Seattle schools accuse TikTok and other social media juggernauts of preying on children

To hold the digital companies behind TikTok, Instagram, Facebook, YouTube, and Snapchat responsible for the teenage mental health crisis, a public school district in Seattle has launched a creative lawsuit.

Seattle Public Schools on Friday submitted the case to the U.S. District Court. According to the 91-page complaint, the social media behemoths are accused of creating a public nuisance by marketing to kids.

They are charged with escalating behavioral and mental health problems like anxiety, depression, disordered eating, and cyberbullying; making it harder to educate students; and pressuring schools to take measures like hiring more mental health professionals, developing lesson plans about social media's effects, and providing teachers with more training.

Tens of millions of students across the country were allegedly drawn into positive feedback loops of excessive use and misuse of the defendants' social media platforms, according to the complaint. It said that "defendants have skillfully abused the impressionable brains of children." Even worse, the defendants regularly select and disseminate damaging and predatory information to children.

Although federal law, notably Section 230 of the Communications Decency Act, helps protect online businesses from liability resulting from content that third parties publish on their platforms, the lawsuit claims that this protection does not apply to the tech giants' activities in this case.

According to the complaint, defendants should be held responsible for their deeds rather than what third parties may have said about them on their platforms. Defendants knowingly encourage risky behaviors in children, such as reading literature that supports anorexia and eating disorders.

Google and Snap said in emails sent out on Sunday that they had made efforts to safeguard young users of their platforms.

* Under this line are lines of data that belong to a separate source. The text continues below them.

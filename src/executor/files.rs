//! File placement commands: `copy` and `move`.
//!
//! Both take `sources... destination`. Preconditions are checked before
//! anything on disk changes:
//! - at least one source is required;
//! - more than one source requires the destination to be an existing
//!   directory;
//! - every source must exist;
//! - no source may be its own target, and no directory may land inside
//!   itself.
//!
//! When the destination is a directory each source lands at
//! `destination/<basename>`.

use std::fs;
use std::io;
use std::os::unix::fs::MetadataExt;
use std::path::{Path, PathBuf};

use log::debug;
use walkdir::WalkDir;

use super::{Command, ExecContext};
use crate::error::HandlerError;

/// `copy -- sources... destination`
#[derive(Debug, Clone, Default)]
pub struct CopyFiles;

impl Command for CopyFiles {
    fn name(&self) -> &str {
        "copy"
    }

    fn run(&self, args: &[String], ctx: &mut ExecContext<'_>) -> Result<(), HandlerError> {
        let plan = Placement::check(self.name(), args, ctx)?;
        for (source, target) in plan.moves {
            debug!("copy {} -> {}", source.display(), target.display());
            copy_path(&source, &target)?;
        }
        Ok(())
    }
}

/// `move -- sources... destination`
#[derive(Debug, Clone, Default)]
pub struct MoveFiles;

impl Command for MoveFiles {
    fn name(&self) -> &str {
        "move"
    }

    fn run(&self, args: &[String], ctx: &mut ExecContext<'_>) -> Result<(), HandlerError> {
        let plan = Placement::check(self.name(), args, ctx)?;
        for (source, target) in plan.moves {
            debug!("move {} -> {}", source.display(), target.display());
            move_path(&source, &target)?;
        }
        Ok(())
    }
}

/// Validated `(source, target)` pairs of a copy/move.
#[derive(Debug)]
struct Placement {
    moves: Vec<(PathBuf, PathBuf)>,
}

impl Placement {
    fn check(command: &str, args: &[String], ctx: &ExecContext<'_>) -> Result<Self, HandlerError> {
        let Some((destination, sources)) = args.split_last() else {
            return Err(HandlerError::NoSources {
                command: command.to_string(),
            });
        };
        let destination = ctx.resolve(destination);
        let into_dir = destination.is_dir();

        if !into_dir && sources.len() > 1 {
            return Err(HandlerError::NotADirectory {
                command: command.to_string(),
                destination,
                count: sources.len(),
            });
        }
        if sources.is_empty() {
            return Err(HandlerError::NoSources {
                command: command.to_string(),
            });
        }

        let sources: Vec<PathBuf> = sources.iter().map(|s| ctx.resolve(s)).collect();
        if let Some(missing) = sources.iter().find(|s| fs::symlink_metadata(s).is_err()) {
            return Err(HandlerError::SourceMissing {
                command: command.to_string(),
                path: missing.clone(),
            });
        }

        let mut moves = Vec::with_capacity(sources.len());
        for source in sources {
            let target = target_for(command, &source, &destination, into_dir)?;
            check_overlap(command, &source, &target)?;
            moves.push((source, target));
        }
        Ok(Self { moves })
    }
}

fn target_for(
    command: &str,
    source: &Path,
    destination: &Path,
    into_dir: bool,
) -> Result<PathBuf, HandlerError> {
    if !into_dir {
        return Ok(destination.to_path_buf());
    }
    let name = source.file_name().ok_or_else(|| {
        HandlerError::io(
            format!("{command}: cannot derive a file name from '{}'", source.display()),
            io::Error::from(io::ErrorKind::InvalidInput),
        )
    })?;
    Ok(destination.join(name))
}

/// Reject a target that is the source itself, or lies inside a source
/// directory.
fn check_overlap(command: &str, source: &Path, target: &Path) -> Result<(), HandlerError> {
    if let (Ok(src), Ok(dst)) = (fs::metadata(source), fs::metadata(target)) {
        if src.dev() == dst.dev() && src.ino() == dst.ino() {
            return Err(HandlerError::SameFile {
                command: command.to_string(),
                path: source.to_path_buf(),
            });
        }
    }
    if source.is_dir() {
        let dir = canonical(source);
        let destination = canonical(target);
        if destination.starts_with(&dir) {
            return Err(HandlerError::IntoItself {
                command: command.to_string(),
                dir,
                destination,
            });
        }
    }
    Ok(())
}

/// Canonical form of a path that may not exist yet: the deepest existing
/// ancestor is canonicalized and the rest re-joined.
fn canonical(path: &Path) -> PathBuf {
    if let Ok(resolved) = fs::canonicalize(path) {
        return resolved;
    }
    match (path.parent(), path.file_name()) {
        (Some(parent), Some(name)) => canonical(parent).join(name),
        _ => path.to_path_buf(),
    }
}

/// Copy a file or a whole tree to `dst`.
pub fn copy_path(src: &Path, dst: &Path) -> Result<(), HandlerError> {
    check_overlap("copy", src, dst)?;
    if src.is_dir() {
        copy_tree(src, dst)
    } else {
        copy_file(src, dst)
    }
}

/// Copy one file, creating the destination's parent directories.
pub fn copy_file(src: &Path, dst: &Path) -> Result<(), HandlerError> {
    if let Some(parent) = dst.parent() {
        fs::create_dir_all(parent).map_err(|e| {
            HandlerError::io(format!("creating directory '{}'", parent.display()), e)
        })?;
    }
    fs::copy(src, dst).map_err(|e| {
        HandlerError::io(
            format!("copying '{}' to '{}'", src.display(), dst.display()),
            e,
        )
    })?;
    Ok(())
}

/// Recursively copy a directory tree, preserving symlinks.
///
/// An existing destination directory is merged into.
pub fn copy_tree(src: &Path, dst: &Path) -> Result<(), HandlerError> {
    for entry in WalkDir::new(src).follow_links(false) {
        let entry = entry
            .map_err(|e| HandlerError::io(format!("walking '{}'", src.display()), e))?;
        let rel = entry.path().strip_prefix(src).map_err(|_| {
            HandlerError::io(
                format!("'{}' escaped '{}'", entry.path().display(), src.display()),
                io::Error::from(io::ErrorKind::InvalidData),
            )
        })?;
        let target = dst.join(rel);
        let file_type = entry.file_type();

        if file_type.is_dir() {
            fs::create_dir_all(&target).map_err(|e| {
                HandlerError::io(format!("creating directory '{}'", target.display()), e)
            })?;
        } else if file_type.is_symlink() {
            let link = fs::read_link(entry.path()).map_err(|e| {
                HandlerError::io(format!("reading symlink '{}'", entry.path().display()), e)
            })?;
            if fs::symlink_metadata(&target).is_ok() {
                fs::remove_file(&target).map_err(|e| {
                    HandlerError::io(format!("replacing '{}'", target.display()), e)
                })?;
            }
            std::os::unix::fs::symlink(&link, &target).map_err(|e| {
                HandlerError::io(format!("creating symlink '{}'", target.display()), e)
            })?;
        } else {
            fs::copy(entry.path(), &target).map_err(|e| {
                HandlerError::io(
                    format!(
                        "copying '{}' to '{}'",
                        entry.path().display(),
                        target.display()
                    ),
                    e,
                )
            })?;
        }
    }
    Ok(())
}

/// Move a file or tree, falling back to copy + remove across filesystems.
pub fn move_path(src: &Path, dst: &Path) -> Result<(), HandlerError> {
    check_overlap("move", src, dst)?;
    match fs::rename(src, dst) {
        Ok(()) => Ok(()),
        Err(e) if e.raw_os_error() == Some(libc::EXDEV) => {
            copy_path(src, dst)?;
            let removed = if src.is_dir() {
                fs::remove_dir_all(src)
            } else {
                fs::remove_file(src)
            };
            removed.map_err(|e| HandlerError::io(format!("removing '{}'", src.display()), e))
        }
        Err(e) => Err(HandlerError::io(
            format!("moving '{}' to '{}'", src.display(), dst.display()),
            e,
        )),
    }
}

For people who could be experiencing a mental health or emotional crisis, Snap developed an on-app assistance system called Here For You in 2020. It also has enabled settings that allow parents to see who their children contact on Snapchat, but not the substance of those messages. Additionally, it now includes more information on the new 988 crisis and suicide hotline in the United States.

The firm promised in a written statement that it would "continue striving to ensure our platform is safe and to give Snapchatters coping with mental health concerns resources to help them deal with the challenges affecting young people today."

Google, which owns YouTube, has also offered parents the option to create reminders, impose screen time restrictions, and ban particular sorts of information from appearing on their children's devices, according to José Castaeda, a Google representative.

Castaeda stated, "We have substantially invested in ensuring that children enjoy a safe experience across all of our platforms and have established robust protections and specialized features to promote their well-being."

Requests for comments from Meta and TikTok were not immediately responded to.

The complaint claims that from 2009 to 2019, there was an average 30% increase in the percentage of Seattle Public Schools students who reported feeling "so gloomy or hopeless" virtually every day for at least two weeks.

The school district is asking the court to impose a cease-and-desist order, grant damages, and require the companies to pay for programs that treat and prevent people from using social media in an unhealthy or excessive way.

Hundreds of families are suing the companies over the harm social media has brought to their children, but it's unknown if any other school systems have filed a lawsuit identical to Seattle's.

Frances Haugen, a Facebook whistleblower, made public internal data from the company in 2021 that showed the company was aware of Instagram's negative effects on kids, including how it damaged their body image and worsened eating disorders and suicidal thoughts. She said that the platform prioritized profits before user security and kept its own studies hidden from investors and the public.